La ministre des Affaires francophones de l'Ontario, Caroline Mulroney

Un appel à la promotion linguistique

OPINION / Lettre acheminée avant le vote sur le projet de loi 57. À Caroline Mulroney, ministre des Affaires francophones de l’Ontario,

L’intransigeance que vous démontrez à ne pas répondre aux besoins réels du peuple franco-ontarien et des millions de francophiles de l’Ontario met en péril le tissu même de notre identité canadienne.

Nous savons toutes et tous, chiffres à l’appui, que la création de l’Université de l’Ontario français représente une dépense tout à fait minime mais combien symbolique et incontournable pour démontrer hors de tout doute que les francophones ont leur place en Ontario et dans ce pays. Le report de cette dépense est insignifiant en terme d’impact financier. Rien de comparable à ce qui se dépense au Québec pour offrir des universités de langue anglaise à une minorité moins nombreuse que celle des Franco-Ontariens.

En ce qui a trait au Commissaire des services en français, il est clair qu’il y a là encore une fois aucune économie avec l’alternative que votre chef Doug Ford a proposée. Même Paul Dubé, l’Ombudsman de l’Ontario, recommande le retour à un commissaire tout à fait indépendant afin de jouer son rôle comme il se doit, affirmant ne pouvoir le faire aussi bien dans son bureau.

Entre temps, votre gouvernement a annulé une importante subvention qui avait été officiellement confirmée à La Nouvelle Scène ainsi que la distribution des trois seuls magazines jeunesse de l’Ontario français essentiels à la construction identitaire de tous les jeunes Francos. Ce sont de véritables crève-cœur à notre vitalité.

Je fais appel à vos valeurs les plus profondes de promotion des deux langues officielles et de défense de notre francophonie en Ontario qui en a plus qu’écopé au cours des 150 dernières années où on a souvent tout fait pour nous anéantir.

Je fais appel à la puissante leader que vous êtes qui réussira à désamorcer cette terrible crise nationale en vous levant haut et fort pour voter contre le projet de loi proposé par votre gouvernement, par respect et reconnaissance du peuple franco-ontarien dont vous êtes la principale voix politique. 

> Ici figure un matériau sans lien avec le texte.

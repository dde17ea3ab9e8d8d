use anyhow::{bail, Context};
use reqwest::{Response, StatusCode};
use reqwest_middleware::{ClientBuilder, ClientWithMiddleware};
use reqwest_tracing::TracingMiddleware;

use crate::api::{Book, BookId, BookInput, ErrorResponse};

pub struct CatalogServiceClient {
    url: String,
    client: ClientWithMiddleware,
}

/// Turns a failed response into an error carrying the server message,
/// falling back to the status line when the body is not an `ErrorResponse`
async fn error_from_response(action: &str, response: Response) -> anyhow::Error {
    let status = response.status();
    match response.json::<ErrorResponse>().await {
        Ok(error) => anyhow::anyhow!("Failed to {}: {}", action, error),
        Err(_) => anyhow::anyhow!("Failed to {}: {}", action, status),
    }
}

impl CatalogServiceClient {
    pub fn new(url: &str) -> anyhow::Result<Self> {
        let reqwest_client = reqwest::Client::builder()
            .build()
            .context("Failed to build reqwest client")?;
        let client = ClientBuilder::new(reqwest_client)
            // Insert the tracing middleware
            .with(TracingMiddleware::default())
            .build();

        Ok(Self {
            url: url.trim_end_matches('/').to_string(),
            client,
        })
    }

    /// Calls GET /api/books endpoint, optionally restricted to one shelf
    pub async fn list_books(&self, shelf_number: Option<&str>) -> anyhow::Result<Vec<Book>> {
        let mut request = self.client.get(format!("{}/api/books", self.url));
        if let Some(shelf_number) = shelf_number {
            request = request.query(&[("shelf_number", shelf_number)]);
        }
        let response = request.send().await?;

        if response.status().is_success() {
            Ok(response.json().await?)
        } else {
            Err(error_from_response("list books", response).await)
        }
    }

    /// Calls GET /api/books/{book_id} endpoint
    /// Returns None if the book is not in the catalog
    pub async fn get_book(&self, book_id: BookId) -> anyhow::Result<Option<Book>> {
        let response = self
            .client
            .get(format!("{}/api/books/{}", self.url, book_id))
            .send()
            .await?;
        if response.status() == StatusCode::NOT_FOUND {
            Ok(None)
        } else if response.status().is_success() {
            Ok(Some(response.json().await?))
        } else {
            Err(error_from_response("get book", response).await)
        }
    }

    /// Calls POST /api/books endpoint, returns the stored book
    pub async fn create_book(&self, input: &BookInput) -> anyhow::Result<Book> {
        let response = self
            .client
            .post(format!("{}/api/books", self.url))
            .json(input)
            .send()
            .await?;

        if response.status() != StatusCode::CREATED {
            return Err(error_from_response("add book", response).await);
        }
        Ok(response.json().await?)
    }

    /// Calls PUT /api/books/{book_id} endpoint, returns the stored book
    pub async fn update_book(&self, book_id: BookId, input: &BookInput) -> anyhow::Result<Book> {
        let response = self
            .client
            .put(format!("{}/api/books/{}", self.url, book_id))
            .json(input)
            .send()
            .await?;

        if !response.status().is_success() {
            return Err(error_from_response("update book", response).await);
        }
        Ok(response.json().await?)
    }

    /// Calls DELETE /api/books/{book_id} endpoint
    pub async fn delete_book(&self, book_id: BookId) -> anyhow::Result<()> {
        let response = self
            .client
            .delete(format!("{}/api/books/{}", self.url, book_id))
            .send()
            .await?;

        if !response.status().is_success() {
            return Err(error_from_response("delete book", response).await);
        }
        Ok(())
    }

    /// Calls GET /health endpoint
    pub async fn health(&self) -> anyhow::Result<()> {
        let response = self
            .client
            .get(format!("{}/health", self.url))
            .send()
            .await?;
        if !response.status().is_success() {
            bail!("Catalog service unhealthy: {}", response.status());
        }
        Ok(())
    }
}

Cela fait 35 ans que je travaille à tous les jours avec la jeunesse franco-ontarienne et je sais qu’elle a la mémoire très longue. C’est notre devoir et notre responsabilité à toutes et tous, peu importe notre rôle ou nos allégeances politiques, d’assurer le salut et l’espoir de cette nouvelle génération qui grandit dans un milieu où les défis sont tout aussi puissants que son immense fierté.

Il y a des grands moments dans l’histoire où on a le choix de bâtir pays où de le démolir.

Au nom de mes quatre enfants qui grandiront encore pour de nombreuses décennies en Ontario et au nom de tous leurs enfants à venir, j’implorerais votre sagesse, la puissance de vos valeurs ainsi que votre courage.

Si « L’avenir est à ceux qui luttent », eh bien chère Caroline « marchons vers l’avenir, côte à côte, main dans la main » !

L'auteur est Félix Saint-Denis, résident d'Embrun.